Ninguém o viu desembarcar na unânime noite, ninguém viu a canoa de bambu sumindo-se no lodo sagrado, mas em poucos dias ninguém ignorava que o homem taciturno vinha do Sul e que sua pátria era uma das infinitas aldeias que estão águas acima, no flanco violento da montanha, onde o idioma zenda não se contaminou de grego e onde é infreqüente a lepra. O certo é que o homem cinza beijou o lodo, subiu as encostas da ribeira sem afastar (provavelmente, sem sentir) as espadanas que lhe dilaceravam as carnes e se arrastou, mareado e ensangüentado, até o recinto circular que coroa um tigre ou cavalo de pedra, que teve certa vez a cor do fogo e agora a da cinza. Esse círculo é um templo que os incêndios antigos devoraram, que a selva palúdica profanou e cujo deus não recebe honra dos homens. O forasteiro estendeu-se sob o pedestal. O sol alto o despertou. Comprovou sem assombro que as feridas cicatrizaram; fechou os olhos pálidos e dormiu, não por fraqueza da carne, mas por determinação da vontade. Sabia que esse templo era o lugar que seu invencível propósito postulava; sabia que as árvores incessantes não conseguiram estrangular, rio abaixo, as ruínas de outro templo propício, também de deuses incendiados e mortos; sabia que sua imediata obrigação era o sonho. Por volta da meia-noite, despertou-o o grito inconsolável de um pássaro. Rastros de pés descalços, alguns figos e um cântaro advertiram-no de que os homens da região haviam espiado respeitosos seu sonho e solicitavam-lhe o cuidado ou temiam-lhe a mágica. Sentiu o frio do medo e na muralha dilapidada buscou um nicho sepulcral e se tapou com folhas desconhecidas.

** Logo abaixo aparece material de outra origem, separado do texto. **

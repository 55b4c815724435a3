//! src/view/listing.rs
//! ============================================================================
//! # Listing: plain-text rendering of a `DriveSnapshot`
//!
//! Grid mode packs entries into fixed-width cells; list mode prints a
//! Name / Size / Modified table. Both end with the upload indicator (while a
//! run is in flight) and a status line with selection and storage figures.

use std::fmt::Write;

use crate::model::entry::{Entry, EntryKind, MediaKind};
use crate::model::view_mode::ViewMode;
use crate::view::snapshots::{DriveSnapshot, UploadSnapshot};

pub const FOLDER_ICON: &str = "[D]";
pub const FILE_ICON: &str = "[F]";

const GRID_COLUMNS: usize = 3;
const GRID_CELL_WIDTH: usize = 30;
const PROGRESS_BAR_WIDTH: usize = 20;

#[must_use]
pub const fn media_label(kind: MediaKind) -> &'static str {
    match kind {
        MediaKind::Image => "image",
        MediaKind::Video => "video",
        MediaKind::Audio => "audio",
        MediaKind::Document => "document",
        MediaKind::Archive => "archive",
        MediaKind::Other => "file",
    }
}

fn flags(entry: &Entry) -> &'static str {
    match (entry.starred, entry.shared) {
        (true, true) => "*+",
        (true, false) => "* ",
        (false, true) => " +",
        (false, false) => "  ",
    }
}

fn marker(snapshot: &DriveSnapshot, entry: &Entry) -> char {
    if snapshot.is_selected(&entry.id) { 'x' } else { ' ' }
}

/// Render the whole listing for one snapshot.
#[must_use]
pub fn render(snapshot: &DriveSnapshot) -> String {
    let mut out = String::new();

    if !snapshot.query.is_empty() {
        let _ = writeln!(
            out,
            "search \"{}\": {} of {} entries",
            snapshot.query,
            snapshot.entries.len(),
            snapshot.catalog_len
        );
    }

    if snapshot.entries.is_empty() {
        out.push_str("(no entries)\n");
    } else {
        match snapshot.view_mode {
            ViewMode::Grid => render_grid(&mut out, snapshot),
            ViewMode::List => render_list(&mut out, snapshot),
        }
    }

    if snapshot.upload.pending {
        out.push_str(&progress_line(&snapshot.upload));
        out.push('\n');
    }

    let _ = writeln!(
        out,
        "{} selected ({} hidden) | {} ({}%)",
        snapshot.selected.len(),
        snapshot.selected_total.saturating_sub(snapshot.selected.len()),
        snapshot.storage.summary(),
        snapshot.storage.percent_used()
    );

    out
}

fn render_grid(out: &mut String, snapshot: &DriveSnapshot) {
    for row in snapshot.entries.chunks(GRID_COLUMNS) {
        let mut line = String::new();
        for entry in row {
            let icon = if entry.is_folder() { FOLDER_ICON } else { FILE_ICON };
            let cell = format!(
                "[{}] {} {}{} ({})",
                marker(snapshot, entry),
                icon,
                entry.name,
                flags(entry).trim_end(),
                entry.id
            );
            let _ = write!(line, "{cell:<width$}  ", width = GRID_CELL_WIDTH);
        }
        out.push_str(line.trim_end());
        out.push('\n');
    }
}

fn render_list(out: &mut String, snapshot: &DriveSnapshot) {
    let name_width = snapshot
        .entries
        .iter()
        .map(|entry| entry.name.chars().count())
        .max()
        .unwrap_or(0)
        .max("Name".len());

    let _ = writeln!(
        out,
        "    {:<name_width$}  {:>10}  {:<8}  {:<19}  {:<2}  Id",
        "Name", "Size", "Kind", "Modified", ""
    );

    for entry in &snapshot.entries {
        let (icon, size, kind) = match &entry.kind {
            EntryKind::Folder => (FOLDER_ICON, String::new(), "folder"),
            EntryKind::File { size, media_kind } => {
                (FILE_ICON, size.to_string(), media_label(*media_kind))
            }
        };

        let _ = writeln!(
            out,
            "[{}] {:<name_width$}  {:>10}  {:<8}  {:<19}  {}  {} {}",
            marker(snapshot, entry),
            entry.name.as_str(),
            size,
            kind,
            entry.modified_at.format("%d/%m/%Y %I:%M %p").to_string(),
            flags(entry),
            entry.id,
            icon
        );
    }
}

/// `uploading 2 file(s) [########------------]  40%`
#[must_use]
pub fn progress_line(upload: &UploadSnapshot) -> String {
    let filled = usize::from(upload.progress.min(100)) * PROGRESS_BAR_WIDTH / 100;
    format!(
        "uploading {} file(s) [{}{}] {:>3}%",
        upload.incoming,
        "#".repeat(filled),
        "-".repeat(PROGRESS_BAR_WIDTH - filled),
        upload.progress
    )
}
//! ``src/model/folder.rs``
//! Folder creation: validate the name, mint an id, prepend.

use tracing::{debug, info};

use crate::error::AppError;
use crate::model::catalog::Catalog;
use crate::model::entry::Entry;
use crate::util::clock::Clock;
use crate::util::id_gen::{FOLDER_PREFIX, IdGenerator};

/// Create a folder named `name` at the front of the catalog.
///
/// Names that are blank after trimming fail with [`AppError::EmptyName`]
/// before anything is touched. Accepted names are stored exactly as given
/// and are not required to be unique.
pub fn create(
    catalog: &mut Catalog,
    ids: &mut IdGenerator,
    clock: &dyn Clock,
    name: &str,
) -> Result<Entry, AppError> {
    if name.trim().is_empty() {
        debug!(
            marker = "FOLDER_CREATE",
            operation_type = "folder_create_rejected",
            "Ignoring folder creation with blank name"
        );
        return Err(AppError::EmptyName);
    }

    let now = clock.now();
    let folder = Entry::folder(ids.next_id(FOLDER_PREFIX, now), name, now);
    debug_assert!(
        !catalog.contains(&folder.id),
        "minted folder id {} already in catalog",
        folder.id
    );

    catalog.prepend(vec![folder.clone()])?;

    info!(
        marker = "FOLDER_CREATE",
        operation_type = "folder_create",
        id = %folder.id,
        name = %folder.name,
        "Folder created"
    );

    Ok(folder)
}
pub mod error;

pub mod config;

pub mod controller {
    pub mod actions;
    pub use actions::Action;

    pub mod action_dispatcher;

    pub mod command_parser;
    pub use command_parser::{ShellCommand, parse_command};

    pub mod event_loop;
    pub use event_loop::{DriveEvent, DriveHandle, EventLoop};
}

pub mod model {
    pub mod entry;
    pub use entry::{Entry, EntryId, EntryKind, FileSize, MediaKind};

    pub mod catalog;
    pub use catalog::Catalog;

    pub mod selection;
    pub use selection::SelectionTracker;

    pub mod query;

    pub mod folder;

    pub mod view_mode;
    pub use view_mode::ViewMode;

    pub mod storage;
    pub use storage::StorageUsage;

    pub mod seed;

    pub mod drive_state;
    pub use drive_state::DriveState;
}

pub mod upload {
    pub mod descriptor;
    pub use descriptor::FileDescriptor;

    pub mod simulator;
    pub use simulator::{TickOutcome, UploadSimulator};

    pub mod ticker;
    pub use ticker::{ImmediateTicker, IntervalTicker, TickSource};
}

pub mod view {
    pub mod snapshots;
    pub use snapshots::*;

    pub mod listing;
}

pub mod util {
    pub mod clock;

    pub mod humanize;

    pub mod id_gen;
}

pub mod logging;
pub use logging::Logger;

pub use error::AppError;

pub use model::drive_state::DriveState;
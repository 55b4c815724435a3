//! src/util/humanize.rs

const MEBIBYTE: u128 = 1024 * 1024;

pub fn human_readable_size(size: u64) -> String {
    if size == 0 {
        return "0 B".to_string();
    }
    let units: [&'static str; 7] = ["B", "KB", "MB", "GB", "TB", "PB", "EB"];
    let mut size_f: f64 = size as f64;
    let mut unit_idx: usize = 0;

    while size_f >= 1024.0 && unit_idx < units.len() - 1 {
        size_f /= 1024.0;
        unit_idx += 1;
    }

    if unit_idx == 0 {
        format!("{} {}", size, units[unit_idx])
    } else {
        format!("{:.1} {}", size_f, units[unit_idx])
    }
}

/// Fixed-unit size label used for file entries: `bytes / 1024 / 1024`
/// with one decimal, regardless of magnitude. Ties round up.
pub fn megabytes_label(size: u64) -> String {
    let tenths = (u128::from(size) * 10 + MEBIBYTE / 2) / MEBIBYTE;
    format!("{}.{} MB", tenths / 10, tenths % 10)
}
//! src/util/clock.rs
//! Wall-clock abstraction so commit timestamps and generated ids can be
//! pinned in tests.

use std::fmt::Debug;

use chrono::{DateTime, Local};

pub trait Clock: Debug + Send + Sync {
    fn now(&self) -> DateTime<Local>;
}

/// Reads the local system time.
#[derive(Debug, Clone, Copy, Default)]
pub struct SystemClock;

impl Clock for SystemClock {
    fn now(&self) -> DateTime<Local> {
        Local::now()
    }
}

/// Always reports the same instant.
#[derive(Debug, Clone, Copy)]
pub struct FixedClock(pub DateTime<Local>);

impl Clock for FixedClock {
    fn now(&self) -> DateTime<Local> {
        self.0
    }
}
//! ``src/model/catalog.rs``
//! ============================================================================
//! # Catalog: the authoritative, ordered entry store
//!
//! Entries are kept in insertion order with the newest batch first. The only
//! structural mutation is [`Catalog::prepend`]; nothing is ever removed.
//! An id index backs the uniqueness check so every writer goes through one
//! choke point.

use ahash::AHashSet;
use tracing::{error, trace};

use crate::error::AppError;
use crate::model::entry::{Entry, EntryId};

#[derive(Debug, Clone, Default)]
pub struct Catalog {
    entries: Vec<Entry>,
    ids: AHashSet<EntryId>,
}

impl Catalog {
    #[must_use]
    pub fn new() -> Self {
        Self::default()
    }

    /// Build a catalog from an initial listing, first element first.
    pub fn with_entries(entries: Vec<Entry>) -> Result<Self, AppError> {
        let mut catalog = Self::new();
        catalog.prepend(entries)?;
        Ok(catalog)
    }

    #[inline]
    #[must_use]
    pub fn list(&self) -> &[Entry] {
        &self.entries
    }

    #[inline]
    #[must_use]
    pub fn len(&self) -> usize {
        self.entries.len()
    }

    #[inline]
    #[must_use]
    pub fn is_empty(&self) -> bool {
        self.entries.is_empty()
    }

    #[must_use]
    pub fn contains(&self, id: &EntryId) -> bool {
        self.ids.contains(id)
    }

    #[must_use]
    pub fn get(&self, id: &EntryId) -> Option<&Entry> {
        if !self.ids.contains(id) {
            return None;
        }
        self.entries.iter().find(|entry| &entry.id == id)
    }

    /// Insert `batch` ahead of every existing entry, keeping the batch's own
    /// order. Returns the number of entries inserted.
    ///
    /// A batch whose ids collide with the catalog, or with each other, is
    /// rejected whole with [`AppError::DuplicateId`] and the catalog is left
    /// untouched. Callers mint fresh ids, so debug builds panic instead.
    pub fn prepend(&mut self, batch: Vec<Entry>) -> Result<usize, AppError> {
        if batch.is_empty() {
            return Ok(0);
        }

        if let Some(id) = self.first_collision(&batch) {
            error!(
                marker = "CATALOG",
                operation_type = "prepend_duplicate_id",
                id = %id,
                batch_len = batch.len(),
                "Rejected catalog batch with colliding id"
            );
            if cfg!(debug_assertions) {
                panic!("duplicate entry id {id} passed to Catalog::prepend");
            }
            return Err(AppError::DuplicateId(id.clone()));
        }

        let inserted = batch.len();
        self.ids.extend(batch.iter().map(|entry| entry.id.clone()));
        self.entries.splice(0..0, batch);

        trace!(
            marker = "CATALOG",
            operation_type = "prepend",
            inserted,
            total = self.entries.len(),
            "Prepended entries"
        );

        Ok(inserted)
    }

    fn first_collision<'a>(&self, batch: &'a [Entry]) -> Option<&'a EntryId> {
        let mut incoming: AHashSet<&EntryId> = AHashSet::with_capacity(batch.len());
        batch
            .iter()
            .map(|entry| &entry.id)
            .find(|&id| self.ids.contains(id) || !incoming.insert(id))
    }

    /// Set the starred flag. Returns `false` if the id is unknown.
    pub fn set_starred(&mut self, id: &EntryId, starred: bool) -> bool {
        self.entry_mut(id)
            .map(|entry| entry.starred = starred)
            .is_some()
    }

    /// Set the shared flag. Returns `false` if the id is unknown.
    pub fn set_shared(&mut self, id: &EntryId, shared: bool) -> bool {
        self.entry_mut(id).map(|entry| entry.shared = shared).is_some()
    }

    pub fn starred(&self) -> impl Iterator<Item = &Entry> {
        self.entries.iter().filter(|entry| entry.starred)
    }

    pub fn shared(&self) -> impl Iterator<Item = &Entry> {
        self.entries.iter().filter(|entry| entry.shared)
    }

    fn entry_mut(&mut self, id: &EntryId) -> Option<&mut Entry> {
        if !self.ids.contains(id) {
            return None;
        }
        self.entries.iter_mut().find(|entry| &entry.id == id)
    }
}
//! src/view/snapshots.rs
//! ============================================================
//! Immutable, serializable copies of the live `DriveState`,
//! taken by the event loop after each change and handed to
//! whatever renders the listing. A snapshot owns its data, so a
//! renderer never holds a borrow into the state.

use compact_str::CompactString;
use serde::Serialize;

use crate::model::drive_state::DriveState;
use crate::model::entry::{Entry, EntryId};
use crate::model::storage::StorageUsage;
use crate::model::view_mode::ViewMode;

/// Upload indicator state.
#[derive(Debug, Clone, Copy, PartialEq, Eq, Serialize)]
pub struct UploadSnapshot {
    /// 0–100
    pub progress: u8,

    /// A run is in flight
    pub pending: bool,

    /// Files in the in-flight batch
    pub incoming: usize,
}

/// Everything a renderer needs for one frame of the browser.
#[derive(Debug, Clone, Serialize)]
pub struct DriveSnapshot {
    /// Search-filtered entries, catalog order
    pub entries: Vec<Entry>,

    /// Selected ids present in `entries`, listing order
    pub selected: Vec<EntryId>,

    /// Selected ids overall, including ones filtered out
    pub selected_total: usize,

    /// Catalog size before filtering
    pub catalog_len: usize,

    pub query: CompactString,

    pub view_mode: ViewMode,

    pub upload: UploadSnapshot,

    pub storage: StorageUsage,
}

impl From<&DriveState> for DriveSnapshot {
    fn from(src: &DriveState) -> Self {
        let visible = src.visible_entries();
        let selected = src
            .selection()
            .visible_selection(visible.iter().copied())
            .into_iter()
            .cloned()
            .collect();

        Self {
            entries: visible.into_iter().cloned().collect(),
            selected,
            selected_total: src.selection().len(),
            catalog_len: src.catalog().len(),
            query: CompactString::new(src.query()),
            view_mode: src.view_mode(),
            upload: UploadSnapshot {
                progress: src.upload().progress(),
                pending: src.upload().is_pending(),
                incoming: src.upload().incoming().len(),
            },
            storage: src.storage(),
        }
    }
}

impl DriveSnapshot {
    #[must_use]
    pub fn is_selected(&self, id: &EntryId) -> bool {
        self.selected.contains(id)
    }

    pub fn to_json(&self) -> Result<String, crate::error::AppError> {
        Ok(serde_json::to_string_pretty(self)?)
    }
}

#[cfg(test)]
mod tests {
    use super::*;
    use crate::config::Config;
    use crate::upload::descriptor::FileDescriptor;
    use crate::util::clock::FixedClock;
    use chrono::{Local, TimeZone};

    fn drive() -> DriveState {
        let clock = FixedClock(Local.with_ymd_and_hms(2024, 3, 1, 8, 0, 0).unwrap());
        DriveState::with_clock(&Config::default(), Box::new(clock)).unwrap()
    }

    #[test]
    fn test_snapshot_reflects_filter_and_selection() {
        let mut drive = drive();
        drive.toggle_selection(&EntryId::from("1"));
        drive.toggle_selection(&EntryId::from("8"));
        drive.toggle_selection(&EntryId::from("stale"));
        drive.search("ción");

        let snap = DriveSnapshot::from(&drive);

        let names: Vec<&str> = snap.entries.iter().map(|e| e.name.as_str()).collect();
        assert_eq!(names, ["Presentación.pptx", "Canción.mp3"]);
        assert_eq!(snap.selected, [EntryId::from("8")]);
        assert_eq!(snap.selected_total, 3);
        assert_eq!(snap.catalog_len, 8);
        assert_eq!(snap.query, "ción");
        assert!(snap.is_selected(&EntryId::from("8")));
    }

    #[test]
    fn test_snapshot_upload_indicator() {
        let mut drive = drive();
        drive
            .start_upload(vec![FileDescriptor::new("a.txt", 1, Some("text/plain"))])
            .unwrap();
        drive.tick_upload().unwrap();

        let snap = DriveSnapshot::from(&drive);

        assert_eq!(
            snap.upload,
            UploadSnapshot {
                progress: 10,
                pending: true,
                incoming: 1
            }
        );
    }

    #[test]
    fn test_json_shape() {
        let snap = DriveSnapshot::from(&drive());

        let value: serde_json::Value = serde_json::from_str(&snap.to_json().unwrap()).unwrap();

        assert_eq!(value["view_mode"], "grid");
        assert_eq!(value["entries"][0]["kind"]["type"], "folder");
        assert_eq!(value["entries"][4]["kind"]["media_kind"], "document");
        assert_eq!(value["upload"]["pending"], false);
    }
}
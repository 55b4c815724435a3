//! src/controller/actions.rs
//! ============================================================================
//! # Actions: user intents entering the drive engine
//!
//! The presentation layer never touches `DriveState` directly; it sends one
//! of these through the event loop's channel.

use compact_str::CompactString;

use crate::model::entry::EntryId;
use crate::model::view_mode::ViewMode;
use crate::upload::descriptor::FileDescriptor;

#[derive(Debug, Clone, PartialEq, Eq)]
pub enum Action {
    /// Replace the search text (empty shows everything).
    Search(CompactString),

    ToggleSelection(EntryId),

    ClearSelection,

    SetViewMode(ViewMode),

    /// Create a folder with the given name; blank names are rejected.
    CreateFolder(String),

    /// Begin a simulated upload of the given batch.
    StartUpload(Vec<FileDescriptor>),

    SetStarred {
        id: EntryId,
        starred: bool,
    },

    SetShared {
        id: EntryId,
        shared: bool,
    },

    /// Re-publish the current snapshot without changing anything.
    Refresh,

    Quit,
}

impl Action {
    /// Stable name used in logs and rejection reports.
    #[must_use]
    pub const fn name(&self) -> &'static str {
        match self {
            Self::Search(_) => "search",
            Self::ToggleSelection(_) => "toggle_selection",
            Self::ClearSelection => "clear_selection",
            Self::SetViewMode(_) => "set_view_mode",
            Self::CreateFolder(_) => "create_folder",
            Self::StartUpload(_) => "start_upload",
            Self::SetStarred { .. } => "set_starred",
            Self::SetShared { .. } => "set_shared",
            Self::Refresh => "refresh",
            Self::Quit => "quit",
        }
    }
}
//! `src/model/entry.rs`
//! ============================================================
//! Catalog records for the drive browser.
//!
//! A folder and a file share id, name, timestamp and flags; only files
//! carry a size and a media kind, so those live inside `EntryKind::File`
//! and cannot be reached on a folder.

use std::fmt;

use chrono::{DateTime, Local};
use compact_str::CompactString;
use serde::{Deserialize, Serialize};

use crate::util::humanize::megabytes_label;

// ------------------------------------------------------------
// EntryId — opaque, stable identifier.
// ------------------------------------------------------------

#[derive(Debug, Clone, PartialEq, Eq, Hash, PartialOrd, Ord, Serialize, Deserialize)]
#[serde(transparent)]
pub struct EntryId(CompactString);

impl EntryId {
    #[inline]
    #[must_use]
    pub fn as_str(&self) -> &str {
        self.0.as_str()
    }
}

impl From<&str> for EntryId {
    fn from(value: &str) -> Self {
        Self(CompactString::new(value))
    }
}

impl From<String> for EntryId {
    fn from(value: String) -> Self {
        Self(CompactString::from(value))
    }
}

impl From<CompactString> for EntryId {
    fn from(value: CompactString) -> Self {
        Self(value)
    }
}

impl fmt::Display for EntryId {
    fn fmt(&self, f: &mut fmt::Formatter<'_>) -> fmt::Result {
        f.write_str(&self.0)
    }
}

// ------------------------------------------------------------
// MediaKind — coarse file classification.
// ------------------------------------------------------------

#[derive(Debug, Clone, Copy, PartialEq, Eq, Hash, Serialize, Deserialize)]
#[serde(rename_all = "lowercase")]
pub enum MediaKind {
    Image,
    Video,
    Audio,
    Document,
    Archive,
    Other,
}

impl MediaKind {
    /// Classify by MIME top-level type. Only `image/`, `video/` and
    /// `audio/` are recognised; anything else, including a missing type,
    /// is `Other`.
    #[must_use]
    pub fn from_mime(mime: Option<&str>) -> Self {
        let Some(mime) = mime else {
            return Self::Other;
        };

        let top_level = mime
            .split_once('/')
            .map_or("", |(top, _)| top)
            .trim()
            .to_ascii_lowercase();

        match top_level.as_str() {
            "image" => Self::Image,
            "video" => Self::Video,
            "audio" => Self::Audio,
            _ => Self::Other,
        }
    }
}

impl fmt::Display for MediaKind {
    fn fmt(&self, f: &mut fmt::Formatter<'_>) -> fmt::Result {
        let s: &str = match self {
            Self::Image => "image",
            Self::Video => "video",
            Self::Audio => "audio",
            Self::Document => "document",
            Self::Archive => "archive",
            Self::Other => "other",
        };

        write!(f, "{s}")
    }
}

// ------------------------------------------------------------
// FileSize — raw byte count, rendered as one-decimal megabytes.
// ------------------------------------------------------------

#[derive(Debug, Clone, Copy, PartialEq, Eq, PartialOrd, Ord, Serialize, Deserialize)]
#[serde(transparent)]
pub struct FileSize(u64);

impl FileSize {
    #[must_use]
    pub const fn from_bytes(bytes: u64) -> Self {
        Self(bytes)
    }

    #[must_use]
    pub const fn bytes(self) -> u64 {
        self.0
    }
}

impl fmt::Display for FileSize {
    fn fmt(&self, f: &mut fmt::Formatter<'_>) -> fmt::Result {
        f.write_str(&megabytes_label(self.0))
    }
}

// ------------------------------------------------------------
// EntryKind — tagged folder/file variant.
// ------------------------------------------------------------

#[derive(Debug, Clone, Copy, PartialEq, Eq, Serialize, Deserialize)]
#[serde(tag = "type", rename_all = "lowercase")]
pub enum EntryKind {
    Folder,
    File { size: FileSize, media_kind: MediaKind },
}

// ------------------------------------------------------------
// Entry — one catalog record.
// ------------------------------------------------------------

#[derive(Debug, Clone, PartialEq, Eq, Serialize, Deserialize)]
pub struct Entry {
    pub id: EntryId,
    pub name: CompactString,
    pub kind: EntryKind,
    pub modified_at: DateTime<Local>,
    pub starred: bool,
    pub shared: bool,
}

impl Entry {
    #[must_use]
    pub fn folder(id: EntryId, name: impl Into<CompactString>, modified_at: DateTime<Local>) -> Self {
        Self {
            id,
            name: name.into(),
            kind: EntryKind::Folder,
            modified_at,
            starred: false,
            shared: false,
        }
    }

    #[must_use]
    pub fn file(
        id: EntryId,
        name: impl Into<CompactString>,
        size: FileSize,
        media_kind: MediaKind,
        modified_at: DateTime<Local>,
    ) -> Self {
        Self {
            id,
            name: name.into(),
            kind: EntryKind::File { size, media_kind },
            modified_at,
            starred: false,
            shared: false,
        }
    }

    #[must_use]
    pub const fn with_starred(mut self, starred: bool) -> Self {
        self.starred = starred;
        self
    }

    #[must_use]
    pub const fn with_shared(mut self, shared: bool) -> Self {
        self.shared = shared;
        self
    }

    #[inline]
    #[must_use]
    pub const fn is_folder(&self) -> bool {
        matches!(self.kind, EntryKind::Folder)
    }

    #[must_use]
    pub const fn size(&self) -> Option<FileSize> {
        match self.kind {
            EntryKind::File { size, .. } => Some(size),
            EntryKind::Folder => None,
        }
    }

    #[must_use]
    pub const fn media_kind(&self) -> Option<MediaKind> {
        match self.kind {
            EntryKind::File { media_kind, .. } => Some(media_kind),
            EntryKind::Folder => None,
        }
    }
}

    O objetivo que o guiava não era impossível, ainda que sobrenatural. Queria sonhar um homem: queria sonhá-lo com integridade minuciosa e impô-lo à realidade. Esse projeto mágico esgotara o inteiro espaço de sua alma; se alguém lhe perguntasse o próprio nome ou qualquer traço de sua vida anterior, não teria acertado na resposta. Convinha-lhe o templo inabitado e derruído, porque era um mínimo de mundo visível; a vizinhança dos lavradores também , porque estes se encarregam de suprir suas necessidades frugais. O arroz e as frutas de seu tributo eram pábulo suficiente para seu corpo, consagrado à única tarefa de dormir e sonhar.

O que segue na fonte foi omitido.